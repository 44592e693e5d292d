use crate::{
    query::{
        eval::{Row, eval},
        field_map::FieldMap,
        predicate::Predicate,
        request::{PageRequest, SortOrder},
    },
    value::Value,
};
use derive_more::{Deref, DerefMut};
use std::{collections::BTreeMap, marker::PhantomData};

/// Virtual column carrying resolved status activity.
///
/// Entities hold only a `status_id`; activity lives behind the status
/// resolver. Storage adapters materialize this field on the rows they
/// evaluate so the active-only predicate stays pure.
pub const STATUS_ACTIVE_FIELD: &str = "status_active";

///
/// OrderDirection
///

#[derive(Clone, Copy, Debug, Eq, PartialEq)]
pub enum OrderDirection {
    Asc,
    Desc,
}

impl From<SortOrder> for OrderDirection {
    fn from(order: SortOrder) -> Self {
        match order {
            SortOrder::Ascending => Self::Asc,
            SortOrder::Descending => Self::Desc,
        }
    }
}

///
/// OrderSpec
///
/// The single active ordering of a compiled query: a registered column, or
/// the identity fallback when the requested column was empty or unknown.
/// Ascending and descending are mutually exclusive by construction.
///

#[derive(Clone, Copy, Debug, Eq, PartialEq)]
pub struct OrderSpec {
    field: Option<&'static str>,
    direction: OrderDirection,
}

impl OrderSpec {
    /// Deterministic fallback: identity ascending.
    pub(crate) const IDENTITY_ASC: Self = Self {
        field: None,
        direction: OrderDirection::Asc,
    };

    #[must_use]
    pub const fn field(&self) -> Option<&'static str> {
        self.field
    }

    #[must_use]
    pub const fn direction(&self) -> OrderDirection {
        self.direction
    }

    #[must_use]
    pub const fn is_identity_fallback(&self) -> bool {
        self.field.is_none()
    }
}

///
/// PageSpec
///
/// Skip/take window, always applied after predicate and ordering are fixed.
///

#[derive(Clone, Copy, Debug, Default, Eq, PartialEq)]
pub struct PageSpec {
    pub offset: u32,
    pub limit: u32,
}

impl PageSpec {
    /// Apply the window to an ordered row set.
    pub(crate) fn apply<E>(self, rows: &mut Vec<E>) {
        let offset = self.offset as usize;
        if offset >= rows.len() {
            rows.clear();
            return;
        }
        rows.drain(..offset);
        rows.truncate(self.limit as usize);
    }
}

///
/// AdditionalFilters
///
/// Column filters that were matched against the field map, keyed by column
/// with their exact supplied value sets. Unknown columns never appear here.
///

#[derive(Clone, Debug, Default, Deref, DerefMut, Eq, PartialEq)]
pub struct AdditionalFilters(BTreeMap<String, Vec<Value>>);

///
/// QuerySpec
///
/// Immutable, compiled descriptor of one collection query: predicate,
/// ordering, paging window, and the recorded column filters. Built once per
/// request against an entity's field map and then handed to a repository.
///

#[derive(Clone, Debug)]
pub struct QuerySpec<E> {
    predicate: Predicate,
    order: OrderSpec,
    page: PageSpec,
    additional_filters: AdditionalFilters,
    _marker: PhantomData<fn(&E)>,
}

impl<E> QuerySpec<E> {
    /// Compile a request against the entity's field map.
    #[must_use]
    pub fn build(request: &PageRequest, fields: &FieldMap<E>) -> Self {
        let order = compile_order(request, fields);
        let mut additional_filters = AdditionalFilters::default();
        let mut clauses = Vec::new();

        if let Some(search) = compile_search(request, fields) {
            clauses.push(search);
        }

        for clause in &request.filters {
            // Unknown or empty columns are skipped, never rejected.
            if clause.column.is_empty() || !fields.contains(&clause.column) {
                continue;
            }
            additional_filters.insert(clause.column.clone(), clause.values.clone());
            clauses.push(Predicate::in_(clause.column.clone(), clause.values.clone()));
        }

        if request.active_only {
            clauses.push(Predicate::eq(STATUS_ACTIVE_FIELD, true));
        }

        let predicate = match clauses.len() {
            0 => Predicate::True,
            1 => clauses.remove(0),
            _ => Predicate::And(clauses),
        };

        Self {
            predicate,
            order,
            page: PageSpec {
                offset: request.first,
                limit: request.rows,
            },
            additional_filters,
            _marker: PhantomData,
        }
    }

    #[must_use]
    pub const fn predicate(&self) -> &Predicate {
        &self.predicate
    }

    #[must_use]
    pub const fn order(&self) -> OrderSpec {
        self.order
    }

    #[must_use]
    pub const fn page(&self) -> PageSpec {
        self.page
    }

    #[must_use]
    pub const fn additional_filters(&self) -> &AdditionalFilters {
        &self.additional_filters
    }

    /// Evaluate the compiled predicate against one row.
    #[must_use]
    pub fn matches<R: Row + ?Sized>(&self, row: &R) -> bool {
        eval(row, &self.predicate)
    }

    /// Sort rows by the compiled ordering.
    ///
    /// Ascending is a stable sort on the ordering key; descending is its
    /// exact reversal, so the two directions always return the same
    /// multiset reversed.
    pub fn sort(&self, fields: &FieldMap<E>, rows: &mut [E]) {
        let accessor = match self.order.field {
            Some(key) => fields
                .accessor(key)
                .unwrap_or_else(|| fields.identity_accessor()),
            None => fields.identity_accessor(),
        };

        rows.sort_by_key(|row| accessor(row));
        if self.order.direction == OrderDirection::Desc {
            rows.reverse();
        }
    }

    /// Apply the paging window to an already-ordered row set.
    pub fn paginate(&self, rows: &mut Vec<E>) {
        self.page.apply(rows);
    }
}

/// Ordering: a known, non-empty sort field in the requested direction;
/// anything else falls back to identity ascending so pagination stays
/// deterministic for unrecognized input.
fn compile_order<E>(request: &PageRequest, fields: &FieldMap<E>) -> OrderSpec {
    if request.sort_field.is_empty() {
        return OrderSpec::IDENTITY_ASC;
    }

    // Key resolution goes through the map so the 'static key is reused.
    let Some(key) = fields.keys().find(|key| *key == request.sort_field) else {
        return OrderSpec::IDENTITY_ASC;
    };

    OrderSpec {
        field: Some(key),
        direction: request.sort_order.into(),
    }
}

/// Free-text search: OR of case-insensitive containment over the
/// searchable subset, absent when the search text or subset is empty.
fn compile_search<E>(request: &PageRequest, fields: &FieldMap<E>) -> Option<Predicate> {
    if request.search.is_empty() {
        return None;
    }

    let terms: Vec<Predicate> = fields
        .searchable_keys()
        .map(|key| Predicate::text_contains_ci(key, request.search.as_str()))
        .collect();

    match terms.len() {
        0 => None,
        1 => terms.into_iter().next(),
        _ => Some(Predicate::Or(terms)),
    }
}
§ §
Please reproduce exactly the lines above, beginning with the first and ending with the line that contains "rows.drain(..offset);", and include nothing outside that range.

repository 44592e693e5d292d
use crate::{
    query::{
        eval::{Row, eval},
        field_map::FieldMap,
        predicate::Predicate,
        request::{PageRequest, SortOrder},
    },
    value::Value,
};
use derive_more::{Deref, DerefMut};
use std::{collections::BTreeMap, marker::PhantomData};

/// Virtual column carrying resolved status activity.
///
/// Entities hold only a `status_id`; activity lives behind the status
/// resolver. Storage adapters materialize this field on the rows they
/// evaluate so the active-only predicate stays pure.
pub const STATUS_ACTIVE_FIELD: &str = "status_active";

///
/// OrderDirection
///

#[derive(Clone, Copy, Debug, Eq, PartialEq)]
pub enum OrderDirection {
    Asc,
    Desc,
}

impl From<SortOrder> for OrderDirection {
    fn from(order: SortOrder) -> Self {
        match order {
            SortOrder::Ascending => Self::Asc,
            SortOrder::Descending => Self::Desc,
        }
    }
}

///
/// OrderSpec
///
/// The single active ordering of a compiled query: a registered column, or
/// the identity fallback when the requested column was empty or unknown.
/// Ascending and descending are mutually exclusive by construction.
///

#[derive(Clone, Copy, Debug, Eq, PartialEq)]
pub struct OrderSpec {
    field: Option<&'static str>,
    direction: OrderDirection,
}

impl OrderSpec {
    /// Deterministic fallback: identity ascending.
    pub(crate) const IDENTITY_ASC: Self = Self {
        field: None,
        direction: OrderDirection::Asc,
    };

    #[must_use]
    pub const fn field(&self) -> Option<&'static str> {
        self.field
    }

    #[must_use]
    pub const fn direction(&self) -> OrderDirection {
        self.direction
    }

    #[must_use]
    pub const fn is_identity_fallback(&self) -> bool {
        self.field.is_none()
    }
}

///
/// PageSpec
///
/// Skip/take window, always applied after predicate and ordering are fixed.
///

#[derive(Clone, Copy, Debug, Default, Eq, PartialEq)]
pub struct PageSpec {
    pub offset: u32,
    pub limit: u32,
}

impl PageSpec {
    /// Apply the window to an ordered row set.
    pub(crate) fn apply<E>(self, rows: &mut Vec<E>) {
        let offset = self.offset as usize;
        if offset >= rows.len() {
            rows.clear();
            return;
        }
        rows.drain(..offset);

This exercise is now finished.